[[ THE RECORDS open ]]
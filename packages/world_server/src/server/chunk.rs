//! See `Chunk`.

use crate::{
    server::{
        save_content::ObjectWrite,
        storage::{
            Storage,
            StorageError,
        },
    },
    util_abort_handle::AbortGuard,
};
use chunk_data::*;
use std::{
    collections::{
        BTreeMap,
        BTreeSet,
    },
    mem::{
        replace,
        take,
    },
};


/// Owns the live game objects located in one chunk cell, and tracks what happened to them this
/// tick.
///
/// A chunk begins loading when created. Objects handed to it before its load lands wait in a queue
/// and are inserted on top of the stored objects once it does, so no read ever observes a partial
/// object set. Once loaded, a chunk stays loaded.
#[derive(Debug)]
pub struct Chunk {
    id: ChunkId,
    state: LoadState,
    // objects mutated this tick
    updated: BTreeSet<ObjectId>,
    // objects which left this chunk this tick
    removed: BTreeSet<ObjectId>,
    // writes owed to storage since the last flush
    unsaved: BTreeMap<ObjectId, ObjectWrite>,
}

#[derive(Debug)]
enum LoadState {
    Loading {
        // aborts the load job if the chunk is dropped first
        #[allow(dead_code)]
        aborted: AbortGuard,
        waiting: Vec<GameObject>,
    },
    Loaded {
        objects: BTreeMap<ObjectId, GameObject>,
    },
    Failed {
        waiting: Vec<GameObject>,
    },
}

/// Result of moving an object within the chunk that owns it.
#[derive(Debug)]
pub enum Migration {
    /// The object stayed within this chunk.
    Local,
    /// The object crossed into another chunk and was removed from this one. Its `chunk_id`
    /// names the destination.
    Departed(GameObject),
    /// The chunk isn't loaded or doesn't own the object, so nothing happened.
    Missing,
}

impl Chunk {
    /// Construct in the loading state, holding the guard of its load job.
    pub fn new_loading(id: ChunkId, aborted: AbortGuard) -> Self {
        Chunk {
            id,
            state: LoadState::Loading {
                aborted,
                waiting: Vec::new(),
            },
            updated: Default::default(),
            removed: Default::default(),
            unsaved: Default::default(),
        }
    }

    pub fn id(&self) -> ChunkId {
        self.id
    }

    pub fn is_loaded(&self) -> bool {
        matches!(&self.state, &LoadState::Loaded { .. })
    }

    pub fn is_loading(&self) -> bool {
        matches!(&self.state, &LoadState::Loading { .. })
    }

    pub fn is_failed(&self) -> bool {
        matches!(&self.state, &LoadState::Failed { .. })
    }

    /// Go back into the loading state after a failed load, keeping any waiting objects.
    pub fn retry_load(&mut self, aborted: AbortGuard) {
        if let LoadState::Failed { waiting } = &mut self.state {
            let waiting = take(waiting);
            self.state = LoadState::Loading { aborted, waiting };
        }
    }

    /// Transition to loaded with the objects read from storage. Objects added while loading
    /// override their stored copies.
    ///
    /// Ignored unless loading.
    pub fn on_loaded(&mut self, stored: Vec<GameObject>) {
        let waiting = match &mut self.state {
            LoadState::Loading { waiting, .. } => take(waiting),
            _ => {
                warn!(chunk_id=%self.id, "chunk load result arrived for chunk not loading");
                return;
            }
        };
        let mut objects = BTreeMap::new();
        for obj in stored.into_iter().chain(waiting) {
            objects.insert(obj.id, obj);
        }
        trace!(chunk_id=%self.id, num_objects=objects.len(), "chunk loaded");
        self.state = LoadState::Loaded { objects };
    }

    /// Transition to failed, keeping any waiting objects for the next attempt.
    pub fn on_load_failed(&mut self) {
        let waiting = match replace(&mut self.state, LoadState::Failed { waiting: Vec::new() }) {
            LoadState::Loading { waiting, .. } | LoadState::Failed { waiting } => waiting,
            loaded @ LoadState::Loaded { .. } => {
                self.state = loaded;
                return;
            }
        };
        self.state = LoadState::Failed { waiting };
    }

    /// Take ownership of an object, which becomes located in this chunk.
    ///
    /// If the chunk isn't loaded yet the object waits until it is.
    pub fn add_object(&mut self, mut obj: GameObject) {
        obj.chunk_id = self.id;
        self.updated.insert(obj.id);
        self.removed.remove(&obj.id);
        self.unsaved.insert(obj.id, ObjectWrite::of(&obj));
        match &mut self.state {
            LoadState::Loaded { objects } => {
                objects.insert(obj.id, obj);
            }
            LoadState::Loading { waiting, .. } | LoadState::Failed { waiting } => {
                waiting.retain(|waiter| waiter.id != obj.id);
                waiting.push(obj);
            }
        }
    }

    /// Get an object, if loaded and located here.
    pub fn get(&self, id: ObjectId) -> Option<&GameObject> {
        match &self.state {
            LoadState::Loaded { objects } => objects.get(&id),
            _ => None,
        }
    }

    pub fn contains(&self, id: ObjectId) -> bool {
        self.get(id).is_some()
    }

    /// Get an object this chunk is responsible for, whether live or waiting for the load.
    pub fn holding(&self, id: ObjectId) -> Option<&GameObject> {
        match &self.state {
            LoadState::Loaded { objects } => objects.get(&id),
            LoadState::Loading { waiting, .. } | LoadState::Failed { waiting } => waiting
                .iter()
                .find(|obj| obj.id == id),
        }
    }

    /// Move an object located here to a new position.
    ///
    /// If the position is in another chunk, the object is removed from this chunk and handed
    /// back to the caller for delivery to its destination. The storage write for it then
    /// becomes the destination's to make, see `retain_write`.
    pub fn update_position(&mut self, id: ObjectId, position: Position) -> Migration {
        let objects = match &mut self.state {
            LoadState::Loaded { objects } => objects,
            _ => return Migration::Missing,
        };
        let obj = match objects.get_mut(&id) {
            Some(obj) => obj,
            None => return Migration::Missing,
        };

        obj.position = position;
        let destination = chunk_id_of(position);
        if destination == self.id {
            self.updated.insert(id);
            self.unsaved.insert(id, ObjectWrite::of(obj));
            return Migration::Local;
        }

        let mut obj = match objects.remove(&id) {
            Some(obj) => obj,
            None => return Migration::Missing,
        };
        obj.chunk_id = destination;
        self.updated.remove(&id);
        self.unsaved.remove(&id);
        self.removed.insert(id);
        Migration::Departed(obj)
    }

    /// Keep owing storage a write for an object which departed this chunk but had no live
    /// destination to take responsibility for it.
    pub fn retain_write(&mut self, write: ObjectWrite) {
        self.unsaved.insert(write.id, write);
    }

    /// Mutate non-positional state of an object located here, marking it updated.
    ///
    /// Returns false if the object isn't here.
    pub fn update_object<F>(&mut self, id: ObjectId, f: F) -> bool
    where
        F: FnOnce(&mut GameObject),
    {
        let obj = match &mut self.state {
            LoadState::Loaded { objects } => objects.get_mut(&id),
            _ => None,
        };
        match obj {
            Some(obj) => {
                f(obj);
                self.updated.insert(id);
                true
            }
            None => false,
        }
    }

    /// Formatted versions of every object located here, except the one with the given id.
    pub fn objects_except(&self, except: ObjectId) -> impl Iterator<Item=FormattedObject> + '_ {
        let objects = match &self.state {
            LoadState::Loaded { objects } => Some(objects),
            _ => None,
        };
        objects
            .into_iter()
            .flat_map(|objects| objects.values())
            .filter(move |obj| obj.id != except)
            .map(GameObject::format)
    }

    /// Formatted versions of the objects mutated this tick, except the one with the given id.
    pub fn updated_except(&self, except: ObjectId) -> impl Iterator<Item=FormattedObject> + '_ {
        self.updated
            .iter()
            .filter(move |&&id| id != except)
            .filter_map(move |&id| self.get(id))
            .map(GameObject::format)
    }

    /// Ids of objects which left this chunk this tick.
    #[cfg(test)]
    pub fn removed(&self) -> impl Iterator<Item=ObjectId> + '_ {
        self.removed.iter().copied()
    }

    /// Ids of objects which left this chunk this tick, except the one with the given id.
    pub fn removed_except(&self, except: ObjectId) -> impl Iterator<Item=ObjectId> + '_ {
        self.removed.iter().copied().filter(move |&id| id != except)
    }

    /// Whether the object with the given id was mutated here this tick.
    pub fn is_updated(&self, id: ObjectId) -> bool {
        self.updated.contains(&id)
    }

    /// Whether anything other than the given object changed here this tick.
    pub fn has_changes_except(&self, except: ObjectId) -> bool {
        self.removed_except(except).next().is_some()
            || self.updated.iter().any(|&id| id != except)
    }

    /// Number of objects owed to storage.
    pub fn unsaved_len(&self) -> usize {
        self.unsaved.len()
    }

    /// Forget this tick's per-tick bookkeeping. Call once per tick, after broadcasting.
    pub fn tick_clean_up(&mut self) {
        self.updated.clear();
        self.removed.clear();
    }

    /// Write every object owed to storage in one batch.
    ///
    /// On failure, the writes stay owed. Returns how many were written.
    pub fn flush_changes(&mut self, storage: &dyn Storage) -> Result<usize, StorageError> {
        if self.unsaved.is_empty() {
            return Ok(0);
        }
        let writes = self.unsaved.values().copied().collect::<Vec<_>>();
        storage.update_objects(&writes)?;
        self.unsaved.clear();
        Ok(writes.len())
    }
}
[[ THE RECORDS closed ]]
[[ THE RECORDS open ]]
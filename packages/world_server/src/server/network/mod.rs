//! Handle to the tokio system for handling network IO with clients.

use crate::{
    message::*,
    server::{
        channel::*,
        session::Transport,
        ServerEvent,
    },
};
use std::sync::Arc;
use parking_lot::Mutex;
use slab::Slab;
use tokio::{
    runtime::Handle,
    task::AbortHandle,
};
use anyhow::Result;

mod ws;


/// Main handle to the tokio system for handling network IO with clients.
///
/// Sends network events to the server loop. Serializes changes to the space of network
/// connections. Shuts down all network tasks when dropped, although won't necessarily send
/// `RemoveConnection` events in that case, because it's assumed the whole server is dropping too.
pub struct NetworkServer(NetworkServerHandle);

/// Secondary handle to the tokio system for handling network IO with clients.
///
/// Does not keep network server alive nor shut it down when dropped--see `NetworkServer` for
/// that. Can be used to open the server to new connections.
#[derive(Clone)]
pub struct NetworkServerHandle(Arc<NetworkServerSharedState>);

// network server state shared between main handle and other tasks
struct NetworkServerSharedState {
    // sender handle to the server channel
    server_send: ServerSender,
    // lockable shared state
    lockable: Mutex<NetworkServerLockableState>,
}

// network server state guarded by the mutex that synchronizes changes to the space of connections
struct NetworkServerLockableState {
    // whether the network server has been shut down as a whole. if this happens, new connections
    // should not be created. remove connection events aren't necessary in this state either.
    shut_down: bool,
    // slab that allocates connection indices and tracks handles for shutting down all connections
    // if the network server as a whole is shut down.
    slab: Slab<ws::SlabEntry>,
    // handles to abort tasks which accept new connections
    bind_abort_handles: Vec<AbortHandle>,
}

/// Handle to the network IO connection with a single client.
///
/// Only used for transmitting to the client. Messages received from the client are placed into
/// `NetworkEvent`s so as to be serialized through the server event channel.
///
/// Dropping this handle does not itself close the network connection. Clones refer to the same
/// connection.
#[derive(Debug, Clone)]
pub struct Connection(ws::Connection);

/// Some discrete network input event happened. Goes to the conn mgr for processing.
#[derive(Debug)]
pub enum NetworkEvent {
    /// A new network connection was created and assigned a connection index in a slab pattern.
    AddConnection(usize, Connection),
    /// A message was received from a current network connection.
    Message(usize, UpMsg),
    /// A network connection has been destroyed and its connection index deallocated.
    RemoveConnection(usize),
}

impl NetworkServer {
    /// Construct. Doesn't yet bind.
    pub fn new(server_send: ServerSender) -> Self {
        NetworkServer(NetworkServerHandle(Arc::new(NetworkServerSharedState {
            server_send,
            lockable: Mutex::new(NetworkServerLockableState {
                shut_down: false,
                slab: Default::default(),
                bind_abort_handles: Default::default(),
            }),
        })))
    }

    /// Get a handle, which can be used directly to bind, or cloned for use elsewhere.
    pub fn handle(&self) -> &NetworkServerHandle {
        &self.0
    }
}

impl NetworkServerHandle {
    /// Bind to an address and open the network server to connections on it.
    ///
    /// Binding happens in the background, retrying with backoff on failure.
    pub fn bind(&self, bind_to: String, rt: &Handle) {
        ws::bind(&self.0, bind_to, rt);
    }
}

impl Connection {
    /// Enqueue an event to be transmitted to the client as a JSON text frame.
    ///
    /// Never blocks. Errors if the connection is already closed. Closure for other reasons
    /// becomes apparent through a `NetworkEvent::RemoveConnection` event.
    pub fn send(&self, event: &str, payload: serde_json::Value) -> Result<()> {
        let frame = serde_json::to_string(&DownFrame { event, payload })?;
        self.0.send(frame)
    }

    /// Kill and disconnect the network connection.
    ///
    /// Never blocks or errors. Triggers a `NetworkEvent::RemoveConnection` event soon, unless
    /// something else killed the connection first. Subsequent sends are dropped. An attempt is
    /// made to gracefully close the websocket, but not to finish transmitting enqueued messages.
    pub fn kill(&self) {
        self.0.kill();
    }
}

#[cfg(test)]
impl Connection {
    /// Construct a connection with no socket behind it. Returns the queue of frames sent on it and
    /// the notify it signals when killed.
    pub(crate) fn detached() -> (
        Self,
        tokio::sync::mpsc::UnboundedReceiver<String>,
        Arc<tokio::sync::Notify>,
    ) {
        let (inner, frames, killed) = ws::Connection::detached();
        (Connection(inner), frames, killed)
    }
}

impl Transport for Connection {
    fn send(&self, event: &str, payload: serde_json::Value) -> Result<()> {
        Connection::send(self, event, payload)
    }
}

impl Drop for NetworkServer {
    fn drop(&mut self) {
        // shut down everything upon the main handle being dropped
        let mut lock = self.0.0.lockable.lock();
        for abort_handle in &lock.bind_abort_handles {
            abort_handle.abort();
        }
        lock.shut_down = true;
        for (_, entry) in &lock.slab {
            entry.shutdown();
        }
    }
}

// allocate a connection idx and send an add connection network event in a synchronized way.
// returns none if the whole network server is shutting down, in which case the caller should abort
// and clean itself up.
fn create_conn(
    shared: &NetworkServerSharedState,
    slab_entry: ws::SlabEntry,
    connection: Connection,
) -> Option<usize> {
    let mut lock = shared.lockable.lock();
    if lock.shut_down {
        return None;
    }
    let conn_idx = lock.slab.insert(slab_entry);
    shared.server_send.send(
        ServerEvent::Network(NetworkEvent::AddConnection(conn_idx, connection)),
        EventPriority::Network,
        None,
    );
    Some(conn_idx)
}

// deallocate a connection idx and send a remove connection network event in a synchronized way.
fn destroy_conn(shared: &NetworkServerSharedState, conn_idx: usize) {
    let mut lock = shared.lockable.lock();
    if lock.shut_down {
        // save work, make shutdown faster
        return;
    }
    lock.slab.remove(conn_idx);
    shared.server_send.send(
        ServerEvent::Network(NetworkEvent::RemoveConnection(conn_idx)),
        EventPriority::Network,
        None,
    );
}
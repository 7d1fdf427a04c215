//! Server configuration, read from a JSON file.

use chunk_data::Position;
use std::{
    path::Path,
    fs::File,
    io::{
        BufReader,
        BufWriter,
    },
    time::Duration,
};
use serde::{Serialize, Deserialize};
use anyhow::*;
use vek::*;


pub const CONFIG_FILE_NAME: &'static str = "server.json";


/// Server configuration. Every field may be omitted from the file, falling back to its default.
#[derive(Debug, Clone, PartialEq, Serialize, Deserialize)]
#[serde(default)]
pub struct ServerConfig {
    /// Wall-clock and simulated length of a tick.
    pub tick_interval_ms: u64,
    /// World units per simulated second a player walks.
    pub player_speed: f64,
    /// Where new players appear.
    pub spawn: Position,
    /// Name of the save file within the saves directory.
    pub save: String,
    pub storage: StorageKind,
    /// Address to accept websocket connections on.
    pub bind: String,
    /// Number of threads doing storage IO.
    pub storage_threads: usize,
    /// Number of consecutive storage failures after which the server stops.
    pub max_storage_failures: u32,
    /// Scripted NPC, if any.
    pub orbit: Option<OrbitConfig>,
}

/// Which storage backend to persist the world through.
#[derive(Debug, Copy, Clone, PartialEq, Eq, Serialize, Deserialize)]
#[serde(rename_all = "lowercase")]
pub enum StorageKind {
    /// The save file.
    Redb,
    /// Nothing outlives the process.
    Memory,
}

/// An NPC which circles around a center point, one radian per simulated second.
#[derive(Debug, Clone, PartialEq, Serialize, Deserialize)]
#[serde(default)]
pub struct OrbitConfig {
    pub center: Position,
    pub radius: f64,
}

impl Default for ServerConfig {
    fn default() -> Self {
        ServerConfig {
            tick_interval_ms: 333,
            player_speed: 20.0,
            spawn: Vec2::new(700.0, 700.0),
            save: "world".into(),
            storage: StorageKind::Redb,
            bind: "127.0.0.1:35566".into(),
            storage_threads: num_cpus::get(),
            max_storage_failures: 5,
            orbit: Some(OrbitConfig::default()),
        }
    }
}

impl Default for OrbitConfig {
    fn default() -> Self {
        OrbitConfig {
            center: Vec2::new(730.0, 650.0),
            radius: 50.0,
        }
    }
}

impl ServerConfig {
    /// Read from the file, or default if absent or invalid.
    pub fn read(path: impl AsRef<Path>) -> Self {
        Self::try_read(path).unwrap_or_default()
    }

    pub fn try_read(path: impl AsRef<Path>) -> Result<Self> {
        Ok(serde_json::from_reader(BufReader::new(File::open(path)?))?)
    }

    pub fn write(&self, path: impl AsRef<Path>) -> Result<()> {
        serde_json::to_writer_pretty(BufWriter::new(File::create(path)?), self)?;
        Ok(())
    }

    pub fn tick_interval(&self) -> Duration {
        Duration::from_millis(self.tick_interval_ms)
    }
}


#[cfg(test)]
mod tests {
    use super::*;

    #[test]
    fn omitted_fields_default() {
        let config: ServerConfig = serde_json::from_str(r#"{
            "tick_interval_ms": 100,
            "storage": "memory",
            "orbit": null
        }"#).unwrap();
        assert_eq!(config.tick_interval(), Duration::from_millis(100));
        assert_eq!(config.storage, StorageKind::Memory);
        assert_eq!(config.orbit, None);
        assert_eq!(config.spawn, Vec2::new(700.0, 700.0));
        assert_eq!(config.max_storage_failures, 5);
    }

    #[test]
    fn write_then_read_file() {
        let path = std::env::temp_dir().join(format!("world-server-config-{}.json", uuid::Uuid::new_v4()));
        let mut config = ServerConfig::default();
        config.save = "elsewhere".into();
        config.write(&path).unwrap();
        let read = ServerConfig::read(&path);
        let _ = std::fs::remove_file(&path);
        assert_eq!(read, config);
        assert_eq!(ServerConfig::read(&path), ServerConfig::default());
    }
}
[[ THE RECORDS closed ]]
[[ THE RECORDS open ]]
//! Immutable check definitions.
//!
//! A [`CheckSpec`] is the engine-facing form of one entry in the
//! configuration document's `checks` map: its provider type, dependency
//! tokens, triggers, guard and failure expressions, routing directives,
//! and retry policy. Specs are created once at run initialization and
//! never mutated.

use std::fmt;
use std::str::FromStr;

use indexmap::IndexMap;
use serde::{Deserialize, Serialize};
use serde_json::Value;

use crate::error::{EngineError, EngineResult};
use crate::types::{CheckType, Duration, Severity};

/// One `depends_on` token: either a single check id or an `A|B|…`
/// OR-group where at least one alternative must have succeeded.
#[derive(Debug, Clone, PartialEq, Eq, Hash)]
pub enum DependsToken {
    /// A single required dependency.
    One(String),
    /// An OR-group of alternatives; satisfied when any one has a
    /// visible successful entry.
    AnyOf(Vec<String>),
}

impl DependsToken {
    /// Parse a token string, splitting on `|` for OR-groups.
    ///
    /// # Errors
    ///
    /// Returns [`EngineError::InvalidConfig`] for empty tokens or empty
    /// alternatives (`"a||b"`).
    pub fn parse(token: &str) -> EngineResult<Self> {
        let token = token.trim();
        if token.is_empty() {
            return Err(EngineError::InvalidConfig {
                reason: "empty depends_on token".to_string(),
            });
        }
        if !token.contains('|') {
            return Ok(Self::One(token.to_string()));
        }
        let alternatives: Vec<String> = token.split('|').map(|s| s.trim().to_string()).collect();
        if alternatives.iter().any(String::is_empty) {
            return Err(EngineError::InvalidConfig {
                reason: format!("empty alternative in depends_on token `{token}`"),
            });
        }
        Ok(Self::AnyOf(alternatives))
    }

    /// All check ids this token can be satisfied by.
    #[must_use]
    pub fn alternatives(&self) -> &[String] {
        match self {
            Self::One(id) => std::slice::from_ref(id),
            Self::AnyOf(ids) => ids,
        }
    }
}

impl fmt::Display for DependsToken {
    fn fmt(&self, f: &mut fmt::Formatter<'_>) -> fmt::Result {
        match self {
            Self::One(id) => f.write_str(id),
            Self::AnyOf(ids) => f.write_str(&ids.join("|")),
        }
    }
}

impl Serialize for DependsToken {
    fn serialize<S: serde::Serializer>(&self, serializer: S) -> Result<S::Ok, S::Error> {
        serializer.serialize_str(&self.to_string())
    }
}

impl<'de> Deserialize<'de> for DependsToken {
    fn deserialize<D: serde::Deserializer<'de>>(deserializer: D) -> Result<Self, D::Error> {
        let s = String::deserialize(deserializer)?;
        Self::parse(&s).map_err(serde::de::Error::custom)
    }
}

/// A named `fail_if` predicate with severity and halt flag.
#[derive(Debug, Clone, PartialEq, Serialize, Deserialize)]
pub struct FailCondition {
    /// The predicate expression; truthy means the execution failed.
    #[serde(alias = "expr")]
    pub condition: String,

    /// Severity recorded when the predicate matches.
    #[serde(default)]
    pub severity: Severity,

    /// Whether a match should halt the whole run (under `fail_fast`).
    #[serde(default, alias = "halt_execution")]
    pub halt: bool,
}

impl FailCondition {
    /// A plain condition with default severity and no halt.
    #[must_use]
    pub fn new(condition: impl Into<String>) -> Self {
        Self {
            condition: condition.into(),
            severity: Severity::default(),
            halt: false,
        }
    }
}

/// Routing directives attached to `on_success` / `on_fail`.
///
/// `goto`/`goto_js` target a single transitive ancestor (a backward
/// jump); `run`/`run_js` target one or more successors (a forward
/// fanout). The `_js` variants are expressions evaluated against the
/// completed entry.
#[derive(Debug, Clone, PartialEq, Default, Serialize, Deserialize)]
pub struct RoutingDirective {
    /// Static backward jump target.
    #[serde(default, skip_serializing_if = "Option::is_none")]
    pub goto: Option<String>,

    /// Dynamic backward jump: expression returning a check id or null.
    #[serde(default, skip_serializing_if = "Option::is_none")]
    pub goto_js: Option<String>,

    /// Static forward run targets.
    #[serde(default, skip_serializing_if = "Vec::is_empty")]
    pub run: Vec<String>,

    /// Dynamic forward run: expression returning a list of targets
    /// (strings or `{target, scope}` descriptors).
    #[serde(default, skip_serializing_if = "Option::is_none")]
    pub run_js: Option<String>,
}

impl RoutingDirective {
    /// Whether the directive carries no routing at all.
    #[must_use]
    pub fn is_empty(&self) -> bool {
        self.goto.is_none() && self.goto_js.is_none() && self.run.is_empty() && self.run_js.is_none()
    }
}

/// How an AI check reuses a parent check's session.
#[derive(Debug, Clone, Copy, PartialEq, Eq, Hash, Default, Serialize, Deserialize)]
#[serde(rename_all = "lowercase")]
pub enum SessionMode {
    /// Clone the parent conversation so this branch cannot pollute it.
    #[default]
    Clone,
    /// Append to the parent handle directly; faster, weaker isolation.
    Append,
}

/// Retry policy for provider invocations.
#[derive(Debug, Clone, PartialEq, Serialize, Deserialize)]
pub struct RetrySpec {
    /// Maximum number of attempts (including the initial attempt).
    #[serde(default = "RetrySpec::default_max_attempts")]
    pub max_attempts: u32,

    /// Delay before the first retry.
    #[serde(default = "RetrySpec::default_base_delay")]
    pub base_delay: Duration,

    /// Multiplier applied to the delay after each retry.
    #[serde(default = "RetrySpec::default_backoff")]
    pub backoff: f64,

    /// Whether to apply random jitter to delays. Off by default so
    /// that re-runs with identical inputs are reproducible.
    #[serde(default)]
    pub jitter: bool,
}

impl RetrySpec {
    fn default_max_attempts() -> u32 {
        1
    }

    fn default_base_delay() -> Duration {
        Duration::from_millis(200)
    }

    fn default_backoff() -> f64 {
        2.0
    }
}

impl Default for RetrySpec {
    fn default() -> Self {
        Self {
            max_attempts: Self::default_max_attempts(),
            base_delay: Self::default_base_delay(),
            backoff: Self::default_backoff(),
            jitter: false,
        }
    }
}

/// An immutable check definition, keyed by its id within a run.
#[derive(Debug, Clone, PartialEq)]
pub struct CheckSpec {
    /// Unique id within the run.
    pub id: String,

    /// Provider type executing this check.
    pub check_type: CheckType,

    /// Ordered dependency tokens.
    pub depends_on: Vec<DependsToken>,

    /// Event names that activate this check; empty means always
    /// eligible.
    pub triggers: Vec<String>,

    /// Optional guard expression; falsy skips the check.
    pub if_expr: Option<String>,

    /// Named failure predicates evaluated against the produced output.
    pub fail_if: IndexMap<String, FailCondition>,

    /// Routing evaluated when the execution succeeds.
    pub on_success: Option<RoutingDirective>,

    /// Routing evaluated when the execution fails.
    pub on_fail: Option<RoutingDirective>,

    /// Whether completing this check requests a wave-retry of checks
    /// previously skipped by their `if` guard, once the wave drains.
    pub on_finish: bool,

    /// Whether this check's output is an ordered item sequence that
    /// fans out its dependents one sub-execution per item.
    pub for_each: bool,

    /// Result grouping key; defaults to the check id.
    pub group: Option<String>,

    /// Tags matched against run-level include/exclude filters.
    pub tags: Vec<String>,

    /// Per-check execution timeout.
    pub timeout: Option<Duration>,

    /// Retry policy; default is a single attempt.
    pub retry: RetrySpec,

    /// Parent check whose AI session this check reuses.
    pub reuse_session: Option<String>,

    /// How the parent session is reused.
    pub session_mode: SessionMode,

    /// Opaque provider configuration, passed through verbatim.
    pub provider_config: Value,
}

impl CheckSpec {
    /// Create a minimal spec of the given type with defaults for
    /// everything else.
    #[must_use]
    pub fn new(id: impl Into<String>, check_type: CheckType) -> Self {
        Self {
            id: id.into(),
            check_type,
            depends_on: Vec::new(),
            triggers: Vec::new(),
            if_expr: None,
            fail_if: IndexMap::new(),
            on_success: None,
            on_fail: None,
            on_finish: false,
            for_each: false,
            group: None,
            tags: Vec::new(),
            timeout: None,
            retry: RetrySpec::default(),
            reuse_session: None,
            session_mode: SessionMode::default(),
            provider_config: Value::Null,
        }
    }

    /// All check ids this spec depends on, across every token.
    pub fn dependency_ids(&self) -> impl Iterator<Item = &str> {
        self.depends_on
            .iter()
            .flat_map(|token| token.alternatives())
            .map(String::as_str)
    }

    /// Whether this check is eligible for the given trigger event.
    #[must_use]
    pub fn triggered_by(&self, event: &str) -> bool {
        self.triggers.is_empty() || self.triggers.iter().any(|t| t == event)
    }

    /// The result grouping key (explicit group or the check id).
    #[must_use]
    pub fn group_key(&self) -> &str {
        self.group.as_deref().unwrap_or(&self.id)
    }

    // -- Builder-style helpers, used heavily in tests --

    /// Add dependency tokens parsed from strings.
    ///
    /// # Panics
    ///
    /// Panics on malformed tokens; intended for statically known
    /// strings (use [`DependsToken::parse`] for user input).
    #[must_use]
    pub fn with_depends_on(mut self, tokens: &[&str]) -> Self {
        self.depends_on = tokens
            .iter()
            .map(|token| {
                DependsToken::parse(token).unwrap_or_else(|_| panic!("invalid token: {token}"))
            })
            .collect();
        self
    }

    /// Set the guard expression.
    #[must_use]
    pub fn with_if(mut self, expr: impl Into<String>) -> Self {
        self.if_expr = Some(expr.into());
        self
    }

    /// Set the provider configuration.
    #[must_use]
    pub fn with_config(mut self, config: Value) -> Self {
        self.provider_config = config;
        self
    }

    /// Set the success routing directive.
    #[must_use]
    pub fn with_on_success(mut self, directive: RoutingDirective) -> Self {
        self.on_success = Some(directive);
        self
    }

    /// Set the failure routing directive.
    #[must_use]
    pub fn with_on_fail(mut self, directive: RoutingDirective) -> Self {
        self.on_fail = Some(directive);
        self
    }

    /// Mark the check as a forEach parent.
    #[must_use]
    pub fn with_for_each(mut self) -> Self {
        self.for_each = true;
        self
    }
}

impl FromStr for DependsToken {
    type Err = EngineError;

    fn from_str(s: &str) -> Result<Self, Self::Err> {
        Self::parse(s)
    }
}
[[ THE RECORDS closed ]]
YOUR OBJECTIVE
Across the listing, how many lines contain "returning"? State the number and nothing else.

TASK SOLUTION
2